Source:
https://scmp.com/news/world/article/1875860/feminist-trudeau-names-women-half-his-new-canadian-cabinet
World

Feminist Trudeau names women to half of his new Canadian cabinet

Prime Minister Justin Trudeau and his newly sworn-in cabinet ministers arrive on Parliament Hill in Ottawa on Wednesday, Nov. 4, 2015. The 43-year-old son of late Prime Minister Pierre Trudeau, became the second youngest prime minister in Canadian history. (Justin Tang/The Canadian Press via AP) MANDATORY CREDIT

Justin Trudeau promised in June that half his cabinet would be female if he was elected Canada’s prime minister.

On Wednesday, he got the job, the women - and the bruised egos of a few experienced men who didn’t get the nod.

Trudeau named 15 women to a cabinet of 30, including Jody Wilson-Raybould, an aboriginal lawyer from British Columbia as minister of justice and attorney general; Chrystia Freeland, a former journalist as trade minister; and Jane Philpott, a first-time member of parliament and family doctor, at health. 

Asked after his swearing-in ceremony why an equal cabinet was important to him, Trudeau said, “Because it’s 2015.”

“It’s a message to Canadian women - and young women in particular - that this world is about you,” said Jean Charest, the former premier of Quebec who put women in half his provincial ministries in 2007. “You have to move beyond the old boy’s network.”

Trudeau’s “parity cabinet” is a first in a country where women started voting in 1916, four years before similar rights in the US. It ends a centuries-old habit by leaders of large English-speaking countries, including the UK and US, to name men to a large majority of government posts. France, Italy and the Nordic countries already have had parity cabinets. Canada has been slower than others to elect women, ranking No 50 last year in women’s government representation on the International Parliamentary Union’s list of 190 countries, down from 17th in 1997.

For Trudeau, 43, a self-declared feminist who won a majority government last month in part by saying he’d bring new voices to Ottawa, selecting a 50-50 cabinet wasn’t so simple. He chose from among 134 men and 50 women Liberals MPs, and some long-standing male legislators were left out, including retired Lieutenant-General Andrew Leslie and former Toronto police chief Bill Blair. The new gender division comes on top of existing cabinet-making criteria for regional, linguistic and ethnic representation, including the practice of selecting at least one minister from each of the country’s 10 provinces.

The other women in cabinet include Environment Minister Catherine McKenna, an Ottawa human-rights lawyer; Carla Qualtrough, a para-Olympic swimmer from Vancouver in the sports ministry; and Maryam Monsef, a native of Afghanistan, as minister of democratic institutions.

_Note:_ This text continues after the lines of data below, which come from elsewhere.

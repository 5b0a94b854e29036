//! Owned-entitlement resolution
//!
//! Licenses arrive as one snapshot, package metadata then attributes
//! app ids to each license, and app metadata fills in titles. A license
//! exposes its games only once every referenced app id is resolved;
//! the cache is ready once no package or app lookups are outstanding.

use std::collections::{HashMap, HashSet};

use parking_lot::RwLock;
use tokio::sync::watch;
use tracing::{debug, info, warn};
use vapor_wire::proto::entitlements::{ClientLicenseList, ProductInfoResponse};
use vapor_wire::vdf::{self, KeyValues};

use crate::readiness::Readiness;

/// Flag combination marking entries that are neither owned nor free
const PSEUDO_LICENSE_FLAGS: u32 = 520;

/// Product category parsed from app metadata
#[derive(Debug, Clone, PartialEq, Eq)]
pub enum AppKind {
    Game,
    Dlc,
    Other(String),
}

impl AppKind {
    fn parse(raw: &str) -> Self {
        match raw.to_ascii_lowercase().as_str() {
            "game" => Self::Game,
            "dlc" => Self::Dlc,
            other => Self::Other(other.to_string()),
        }
    }
}

/// Resolved product metadata
#[derive(Debug, Clone, PartialEq, Eq)]
pub struct App {
    pub app_id: u32,
    pub title: String,
    pub kind: AppKind,
    /// Owning app, present for DLC entries
    pub parent: Option<u32>,
}

/// One entitlement, keyed by package id
#[derive(Debug, Clone, PartialEq, Eq)]
pub struct License {
    pub package_id: u32,
    /// Granted through family sharing rather than owned by this account
    pub shared: bool,
    /// Token echoed into the package-info lookup
    pub access_token: u64,
    /// App ids attributed by package metadata
    pub app_ids: HashSet<u32>,
}

/// Package lookup the caller should issue next
#[derive(Debug, Clone, Copy, PartialEq, Eq)]
pub struct PackageRequest {
    pub package_id: u32,
    pub access_token: u64,
}

#[derive(Debug, Default)]
struct Inner {
    started: bool,
    licenses: HashMap<u32, License>,
    apps: HashMap<u32, App>,
    pending_packages: HashSet<u32>,
    pending_apps: HashSet<u32>,
}

impl Inner {
    /// Packages whose app ids are all present in the app map. An empty
    /// app-id set counts as unresolved, its metadata has not arrived.
    fn resolved_packages(&self) -> HashSet<u32> {
        self.licenses
            .values()
            .filter(|license| {
                !license.app_ids.is_empty()
                    && license
                        .app_ids
                        .iter()
                        .all(|app_id| self.apps.contains_key(app_id))
            })
            .map(|license| license.package_id)
            .collect()
    }

    fn is_ready(&self) -> bool {
        self.started && self.pending_packages.is_empty() && self.pending_apps.is_empty()
    }
}

/// Licenses plus the product metadata needed to expose them as games
#[derive(Debug, Default)]
pub struct GamesCache {
    inner: RwLock<Inner>,
    readiness: Readiness,
}

impl GamesCache {
    #[must_use]
    pub fn new() -> Self {
        Self::default()
    }

    /// Imports an entitlement snapshot and returns the package lookups
    /// still needed.
    ///
    /// Pseudo licenses (package id 0 or the unidentified-entry flag
    /// combination) are skipped. Packages already resolved are not
    /// requested again; a snapshot whose package id set differs from
    /// the cached one resets the cache first.
    pub fn import_licenses(
        &self,
        own_account_id: u32,
        list: &ClientLicenseList,
    ) -> Vec<PackageRequest> {
        let mut incoming = Vec::new();
        for license in &list.licenses {
            let package_id = license.package_id.unwrap_or_default();
            let flags = license.flags.unwrap_or_default();
            if package_id == 0 || flags == PSEUDO_LICENSE_FLAGS {
                continue;
            }
            let shared = license.owner_id.unwrap_or_default() != own_account_id;
            incoming.push((package_id, shared, license.access_token.unwrap_or_default()));
        }

        let mut inner = self.inner.write();
        let incoming_ids: HashSet<u32> = incoming.iter().map(|(id, _, _)| *id).collect();
        let cached_ids: HashSet<u32> = inner.licenses.keys().copied().collect();
        if inner.started && incoming_ids != cached_ids {
            info!(
                "license set changed ({} cached, {} incoming), resetting",
                cached_ids.len(),
                incoming_ids.len()
            );
            *inner = Inner::default();
        }
        inner.started = true;

        let resolved = inner.resolved_packages();
        let mut requests = Vec::new();
        for (package_id, shared, access_token) in incoming {
            if resolved.contains(&package_id) {
                continue;
            }
            inner
                .licenses
                .entry(package_id)
                .or_insert_with(|| License {
                    package_id,
                    shared,
                    access_token,
                    app_ids: HashSet::new(),
                });
            if inner.pending_packages.insert(package_id) {
                requests.push(PackageRequest {
                    package_id,
                    access_token,
                });
            }
        }
        debug!(
            "imported {} licenses, {} packages to look up",
            incoming_ids.len(),
            requests.len()
        );

        let ready = inner.is_ready();
        drop(inner);
        self.readiness.publish(ready);
        requests
    }

    /// Applies a package/app metadata batch and returns the app ids
    /// that still need a lookup.
    ///
    /// Package buffers carry binary key-values behind a four-byte
    /// length prefix; app buffers carry text key-values with a trailing
    /// NUL. Malformed buffers are logged and dropped but still clear
    /// their outstanding entry.
    pub fn import_product_info(&self, response: &ProductInfoResponse) -> Vec<u32> {
        let mut inner = self.inner.write();
        let mut apps_to_request = Vec::new();

        for package in &response.packages {
            let package_id = package.packageid.unwrap_or_default();
            inner.pending_packages.remove(&package_id);
            let Some(app_ids) = parse_package_apps(package_id, package.buffer.as_deref()) else {
                continue;
            };
            for app_id in &app_ids {
                if !inner.apps.contains_key(app_id) && inner.pending_apps.insert(*app_id) {
                    apps_to_request.push(*app_id);
                }
            }
            if let Some(license) = inner.licenses.get_mut(&package_id) {
                license.app_ids.extend(app_ids);
            } else {
                warn!("package {package_id} does not match any license");
            }
        }
        for package_id in &response.unknown_packageids {
            warn!("package {package_id} unknown to the backend");
            inner.pending_packages.remove(package_id);
        }

        for app in &response.apps {
            let app_id = app.appid.unwrap_or_default();
            inner.pending_apps.remove(&app_id);
            if let Some(parsed) = parse_app(app_id, app.buffer.as_deref()) {
                inner.apps.insert(app_id, parsed);
            }
        }
        for app_id in &response.unknown_appids {
            warn!("app {app_id} unknown to the backend");
            inner.pending_apps.remove(app_id);
        }

        let ready = inner.is_ready();
        drop(inner);
        self.readiness.publish(ready);
        apps_to_request
    }

    /// Games owned by this account.
    #[must_use]
    pub fn owned_games(&self) -> Vec<App> {
        self.apps_matching(false, &AppKind::Game)
    }

    /// DLC attached to owned licenses.
    #[must_use]
    pub fn dlcs(&self) -> Vec<App> {
        self.apps_matching(false, &AppKind::Dlc)
    }

    /// Games reachable through family sharing.
    #[must_use]
    pub fn shared_games(&self) -> Vec<App> {
        self.apps_matching(true, &AppKind::Game)
    }

    fn apps_matching(&self, shared: bool, kind: &AppKind) -> Vec<App> {
        let inner = self.inner.read();
        let mut seen = HashSet::new();
        let mut out = Vec::new();
        for license in inner.licenses.values().filter(|l| l.shared == shared) {
            for app_id in &license.app_ids {
                let Some(app) = inner.apps.get(app_id) else {
                    warn!(
                        "app {app_id} of package {} is not resolved yet",
                        license.package_id
                    );
                    continue;
                };
                if app.kind == *kind && seen.insert(*app_id) {
                    out.push(app.clone());
                }
            }
        }
        out.sort_by_key(|app| app.app_id);
        out
    }

    #[must_use]
    pub fn app(&self, app_id: u32) -> Option<App> {
        self.inner.read().apps.get(&app_id).cloned()
    }

    #[must_use]
    pub fn package_ids(&self) -> HashSet<u32> {
        self.inner.read().licenses.keys().copied().collect()
    }

    #[must_use]
    pub fn is_ready(&self) -> bool {
        self.readiness.is_ready()
    }

    #[must_use]
    pub fn subscribe_ready(&self) -> watch::Receiver<bool> {
        self.readiness.subscribe()
    }

    /// Blocks until every license resolves to titled apps.
    pub async fn wait_ready(&self) {
        self.readiness.wait().await;
    }
}

fn parse_package_apps(package_id: u32, buffer: Option<&[u8]>) -> Option<Vec<u32>> {
    let Some(buffer) = buffer else {
        warn!("package {package_id} arrived without a body");
        return None;
    };
    // The first four bytes repeat the package id.
    let Some(payload) = buffer.get(4..) else {
        warn!("package {package_id} body is shorter than its prefix");
        return None;
    };
    let parsed = match vdf::parse_binary(payload) {
        Ok(parsed) => parsed,
        Err(err) => {
            warn!("dropping malformed package {package_id}: {err}");
            return None;
        }
    };
    let key = package_id.to_string();
    let app_ids = parsed
        .get_path(&[&key, "appids"])
        .map(|appids| {
            appids
                .entries()
                .iter()
                .filter_map(|(_, value)| value.as_int())
                .filter_map(|id| u32::try_from(id).ok())
                .collect()
        })
        .unwrap_or_default();
    Some(app_ids)
}

fn parse_app(app_id: u32, buffer: Option<&[u8]>) -> Option<App> {
    let Some(buffer) = buffer else {
        warn!("app {app_id} arrived without a body");
        return None;
    };
    let text_len = buffer.len().saturating_sub(1);
    let text = String::from_utf8_lossy(&buffer[..text_len]);
    let parsed = match vdf::parse_text(&text) {
        Ok(parsed) => parsed,
        Err(err) => {
            warn!("dropping malformed app {app_id}: {err}");
            return None;
        }
    };
    let title = parsed
        .get_path(&["appinfo", "common", "name"])
        .and_then(KeyValues::as_str);
    let kind = parsed
        .get_path(&["appinfo", "common", "type"])
        .and_then(KeyValues::as_str);
    let (title, kind) = match (title, kind) {
        (Some(title), Some(kind)) => (title.to_string(), AppKind::parse(kind)),
        _ => {
            warn!("app {app_id} metadata lacks a common section");
            ("unknown".to_string(), AppKind::Other("unknown".to_string()))
        }
    };
    let parent = if kind == AppKind::Dlc {
        parsed
            .get_path(&["appinfo", "extended", "dlcforappid"])
            .and_then(KeyValues::as_int)
            .and_then(|id| u32::try_from(id).ok())
    } else {
        None
    };
    Some(App {
        app_id,
        title,
        kind,
        parent,
    })
}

In some areas - Alberta, Saskatchewan, Prince Edward Island, the North - the Liberals elected only men. In others, like Manitoba, just one woman, MaryAnn Mihychuk, won a Liberal seat and she was named minister of employment, workforce development and labour. Trudeau’s cabinet is also smaller than that of ousted Conservative Prime Minister Stephen Harper, who finished nearly a decade in charge with 39 ministers, 12 of them women.

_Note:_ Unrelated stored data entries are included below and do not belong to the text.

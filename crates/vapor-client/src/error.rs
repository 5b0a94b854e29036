//! Error types for the client shell

use thiserror::Error;

use crate::fault::BackendFault;

/// Error types that can surface from the client shell
#[derive(Debug, Error)]
pub enum Error {
    /// Connection-manager discovery failed
    #[error("Directory error: {0}")]
    Directory(#[from] vapor_directory::Error),

    /// Session-level failure
    #[error("Protocol error: {0}")]
    Protocol(#[from] vapor_protocol::Error),

    /// Login driver failure
    #[error("Authentication error: {0}")]
    Auth(#[from] vapor_auth::Error),

    /// Classified backend failure surfaced to the host
    #[error("Backend fault: {0}")]
    Fault(BackendFault),

    /// Every directory candidate was rejected or unreachable
    #[error("No usable connection-manager candidates")]
    NoCandidates,

    /// An operation needs a live session and none is up
    #[error("Not connected")]
    NotConnected,
}

/// Result type alias using the client Error type
pub type Result<T> = std::result::Result<T, Error>;

impl Error {
    /// Fault category of this error, for hosts that only branch on
    /// the coarse taxonomy.
    #[must_use]
    pub fn fault(&self) -> BackendFault {
        match self {
            Self::Directory(_) | Self::NoCandidates | Self::NotConnected => BackendFault::Network,
            Self::Protocol(protocol) => BackendFault::from_protocol(protocol),
            Self::Auth(auth) => BackendFault::from_auth(auth),
            Self::Fault(fault) => *fault,
        }
    }
}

“It’s a challenge, no doubt,” says Charest, a former national leader of the Progressive Conservative party who took over the Quebec Liberals in the late 1990s and led the province from 2003-2012. “There are lot of people who legitimately feel they could sit around that table and they won’t be there.”

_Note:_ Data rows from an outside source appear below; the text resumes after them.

impl AuthFlow {
    /// Loads persisted state and generates the machine id on first use.
    pub async fn new(
        session: SessionHandle,
        store: Arc<dyn CredentialStore>,
        config: AuthConfig,
    ) -> Result<Self> {
        let mut state = store.load().await?;
        let machine_id = match state.machine_id_bytes() {
            Some(id) => id,
            None => {
                let id = machine::generate_machine_id();
                state.set_machine_id(&id);
                store.save(&state).await?;
                info!("generated new machine id");
                id
            }
        };
        Ok(Self {
            session,
            store,
            config,
            machine_id,
            identity: state.identity,
            pending: None,
        })
    }

    /// Identity from a previous run, when one is stored.
    #[must_use]
    pub fn stored_identity(&self) -> Option<&Identity> {
        self.identity.as_ref()
    }

    /// Finalizes directly from the stored refresh token. Returns
    /// `None` when no identity is stored and credentials are needed.
    pub async fn resume(&mut self) -> Result<Option<AuthOutcome>> {
        let Some(identity) = self.identity.clone() else {
            return Ok(None);
        };
        info!(account_name = %identity.account_name, "resuming with stored identity");
        Ok(Some(self.logon(identity).await?))
    }

    /// Submits account credentials and drives the flow as far as it
    /// can go without user interaction.
    pub async fn login(&mut self, account_name: &str, password: &str) -> Result<AuthOutcome> {
        self.pending = None;
        debug!(account_name, "requesting password key");
        let request = GetPasswordRsaPublicKeyRequest {
            account_name: Some(account_name.to_string()),
        };
        let (header, key_response): (FrameHeader, GetPasswordRsaPublicKeyResponse) = self
            .session
            .service_call(methods::GET_RSA_KEY, &request)
            .await?;
        let code = header.result();
        if code != ResultCode::Ok {
            return Err(Error::UnexpectedResult {
                operation: "password key retrieval",
                code,
            });
        }
        let key = PasswordKey::from_hex(
            key_response.publickey_mod.as_deref().unwrap_or_default(),
            key_response.publickey_exp.as_deref().unwrap_or_default(),
            key_response.timestamp.unwrap_or_default(),
        )?;
        let encrypted_password = key.encrypt(password)?;

        let request = BeginAuthSessionViaCredentialsRequest {
            device_friendly_name: Some(self.config.device_friendly_name.clone()),
            account_name: Some(account_name.to_string()),
            encrypted_password: Some(encrypted_password),
            encryption_timestamp: Some(key.timestamp),
            remember_login: None,
            platform_type: Some(PLATFORM_TYPE_CLIENT),
            persistence: Some(PERSISTENCE_PERSISTENT),
            website_id: Some("Client".to_string()),
            device_details: Some(DeviceDetails {
                device_friendly_name: Some(self.config.device_friendly_name.clone()),
                platform_type: Some(PLATFORM_TYPE_CLIENT),
                os_type: Some(machine::os_type() as i32),
            }),
        };
        let (header, response): (FrameHeader, BeginAuthSessionViaCredentialsResponse) = self
            .session
            .service_call(methods::BEGIN_AUTH_SESSION, &request)
            .await?;
        match header.result() {
            ResultCode::Ok => {}
            code @ (ResultCode::InvalidPassword
            | ResultCode::InvalidParam
            | ResultCode::AccountNotFound
            | ResultCode::InvalidLoginAuthCode) => {
                debug!(%code, "credentials rejected");
                return Ok(AuthOutcome::InvalidAuthData);
            }
            code => {
                return Err(Error::UnexpectedResult {
                    operation: "credential submission",
                    code,
                });
            }
        }
        if let Some(extended) = response
            .extended_error_message
            .as_deref()
            .filter(|m| !m.is_empty())
        {
            debug!(extended, "credential submission carried extended error");
        }

        let ranked = rank_confirmations(&response.allowed_confirmations);
        let Some((method, message)) = ranked.first().cloned() else {
            warn!("no usable confirmation method offered");
            return Ok(AuthOutcome::InvalidAuthData);
        };
        self.pending = Some(PendingAuth {
            client_id: response.client_id.unwrap_or_default(),
            steam_id: response.steamid.unwrap_or_default(),
            request_id: response.request_id.clone().unwrap_or_default(),
            interval: poll_interval(response.interval),
            methods: ranked,
            account_name: account_name.to_string(),
        });
        if method == ConfirmationMethod::None {
            return self.poll_and_finalize(false).await;
        }
        Ok(AuthOutcome::ConfirmationRequired { method, message })
    }

    /// Submits a second-factor code for the pending attempt.
    pub async fn submit_code(&mut self, code: &str) -> Result<AuthOutcome> {
        let pending = self.pending.as_ref().ok_or(Error::NoPendingAuth)?;
        let Some(method) = pending
            .methods
            .iter()
            .find(|(method, _)| method.needs_code())
            .map(|&(method, _)| method)
        else {
            return Ok(AuthOutcome::InvalidAuthData);
        };
        let request = UpdateAuthSessionWithSteamGuardCodeRequest {
            client_id: Some(pending.client_id),
            steamid: Some(pending.steam_id),
            code: Some(code.to_string()),
            code_type: Some(method.guard_type().as_raw()),
        };
        let (header, _response): (FrameHeader, UpdateAuthSessionWithSteamGuardCodeResponse) = self
            .session
            .service_call(methods::UPDATE_AUTH_SESSION, &request)
            .await?;
        match header.result() {
            ResultCode::Ok | ResultCode::DuplicateRequest => self.poll_and_finalize(false).await,
            ResultCode::Expired => {
                self.pending = None;
                Ok(AuthOutcome::Expired)
            }
            ResultCode::InvalidLoginAuthCode | ResultCode::TwoFactorCodeMismatch => {
                // Pending state stays so the caller can retry with a
                // fresh code.
                debug!("second-factor code rejected");
                Ok(AuthOutcome::InvalidAuthData)
            }
            code => Err(Error::UnexpectedResult {
                operation: "second-factor update",
                code,
            }),
        }
    }

    /// Waits for a device confirmation to be acted on, polling until
    /// the configured deadline.
    pub async fn await_confirmation(&mut self) -> Result<AuthOutcome> {
        self.poll_and_finalize(true).await
    }

    /// Drops the stored identity after an authentication loss so the
    /// next attempt starts from credentials.
    pub async fn invalidate_identity(&mut self) -> Result<()> {
        if self.identity.is_some() {
            info!("invalidating stored identity");
            self.persist_identity(None).await?;
        }
        Ok(())
    }

    /// Records the display name pushed in account info.
    pub async fn update_persona_name(&mut self, persona_name: &str) -> Result<()> {
        if let Some(identity) = self.identity.clone() {
            if identity.persona_name.as_deref() != Some(persona_name) {
                let identity = Identity {
                    persona_name: Some(persona_name.to_string()),
                    ..identity
                };
                self.persist_identity(Some(identity)).await?;
            }
        }
        Ok(())
    }

    async fn poll_and_finalize(&mut self, is_confirm: bool) -> Result<AuthOutcome> {
        let pending = self.pending.clone().ok_or(Error::NoPendingAuth)?;
        let deadline = tokio::time::Instant::now() + self.config.poll_deadline;
        let mut client_id = pending.client_id;
        loop {
            let request = PollAuthSessionStatusRequest {
                client_id: Some(client_id),
                request_id: Some(pending.request_id.clone()),
            };
            let (header, response): (FrameHeader, PollAuthSessionStatusResponse) = self
                .session
                .service_call(methods::POLL_AUTH_SESSION, &request)
                .await?;
            match header.result() {
                ResultCode::Ok => {
                    if let Some(new_id) = response.new_client_id.filter(|&id| id != 0) {
                        client_id = new_id;
                    }
                    // Ok only confirms the poll itself; login is done
                    // once a refresh token is present.
                    if let Some(refresh_token) =
                        response.refresh_token.filter(|token| !token.is_empty())
                    {
                        let account_name = response
                            .account_name
                            .filter(|name| !name.is_empty())
                            .unwrap_or_else(|| pending.account_name.clone());
                        let identity = Identity {
                            account_name,
                            steam_id: pending.steam_id,
                            refresh_token,
                            access_token: response.access_token.filter(|token| !token.is_empty()),
                            persona_name: None,
                        };
                        self.pending = None;
                        return self.logon(identity).await;
                    }
                }
                ResultCode::Expired => {
                    self.pending = None;
                    return Ok(AuthOutcome::Expired);
                }
                // Shows up while a device confirmation has not been
                // acted on yet; anywhere else the window is gone.
                ResultCode::FileNotFound if is_confirm => {}
                ResultCode::FileNotFound => {
                    self.pending = None;
                    return Ok(AuthOutcome::Expired);
                }
                code => {
                    warn!(%code, "status poll failed");
                    self.pending = None;
                    return Ok(AuthOutcome::InvalidAuthData);
                }
            }
            if tokio::time::Instant::now() + pending.interval > deadline {
                debug!("confirmation window elapsed without a token");
                self.pending = None;
                return Ok(AuthOutcome::Expired);
            }
            tokio::time::sleep(pending.interval).await;
        }
    }

    /// Classic token logon, the final step of every path.
    async fn logon(&mut self, identity: Identity) -> Result<AuthOutcome> {
        let previously_authenticated = self.identity.is_some();
        self.session.adopt_steam_id(identity.steam_id);
        let message = ClientLogon {
            protocol_version: Some(PROTOCOL_VERSION),
            cell_id: Some(self.config.cell_id),
            client_package_version: Some(CLIENT_PACKAGE_VERSION),
            client_language: Some(self.config.language.clone()),
            client_os_type: Some(machine::os_type()),
            should_remember_password: Some(true),
            obfuscated_private_ip: self.obfuscated_ip(),
            qos_level: Some(3),
            machine_id: Some(self.machine_id.clone()),
            chat_mode: None,
            account_name: Some(identity.account_name.clone()),
            eresult_sentryfile: Some(ResultCode::FileNotFound.as_raw()),
            machine_name: Some(self.config.machine_name.clone()),
            supports_rate_limit_response: Some(true),
            access_token: Some(identity.refresh_token.clone()),
        };
        debug!("sending token logon");
        let reply = self
            .session
            .send_job(
                MsgKind::ClientLogon,
                &message,
                JobOptions::expect_kind(MsgKind::ClientLogOnResponse).unsolicited_fallback(),
            )
            .await?;
        let response = ClientLogonResponse::decode(reply.body.as_ref())?;
        let code = ResultCode::from_raw(response.eresult.unwrap_or_default());
        match code {
            ResultCode::Ok => {
                let steam_id = response
                    .client_supplied_steamid
                    .filter(|&id| id != 0)
                    .unwrap_or(identity.steam_id);
                self.session.mark_authenticated(steam_id);
                if let Some(secs) = response.heartbeat_seconds.filter(|&s| s > 0) {
                    self.session.start_heartbeat(Duration::from_secs(secs as u64));
                }
                let identity = Identity {
                    steam_id,
                    ..identity
                };
                self.persist_identity(Some(identity.clone())).await?;
                info!(steam_id, "logon complete");
                Ok(AuthOutcome::Authenticated(identity))
            }
            ResultCode::AccessDenied => {
                warn!("logon token rejected");
                self.session.reset_steam_id();
                if previously_authenticated {
                    self.persist_identity(None).await?;
                }
                Ok(AuthOutcome::InvalidAuthData)
            }
            code => {
                warn!(%code, extended = ?response.eresult_extended, "logon failed");
                self.session.reset_steam_id();
                if previously_authenticated {
                    self.persist_identity(None).await?;
                }
                Err(Error::UnexpectedResult {
                    operation: "token logon",
                    code,
                })
            }
        }
    }

    async fn persist_identity(&mut self, identity: Option<Identity>) -> Result<()> {
        self.identity = identity;
        let mut state = StoredState {
            identity: self.identity.clone(),
            machine_id: None,
        };
        state.set_machine_id(&self.machine_id);
        self.store.save(&state).await
    }

    fn obfuscated_ip(&self) -> Option<IpAddress> {
        let addr = self.session.local_addr()?;
        let IpAddr::V4(v4) = addr.ip() else {
            return None;
        };
        Some(IpAddress {
            ip: Some(ip_address::Ip::V4(machine::obfuscate_ipv4(v4))),
        })
    }
}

Still, deliberate action to promote women in power is critical to “hurry history’’ and equalise female political participation, said Laura Liswood, who co-founded the Council of Women World Leaders, a network of female presidents and prime ministers, and is an adviser to Goldman Sachs Group Inc. on global leadership and diversity.

Trudeau’s action sets a benchmark for his English-speaking Group of Seven colleagues. US President Barack Obama’s 16- member cabinet is currently 25 per cent female; David Cameron’s UK cabinet is 33 per cent female.

“We’ll see what happens,” Liswood said. “Number One that the sky doesn’t fall.”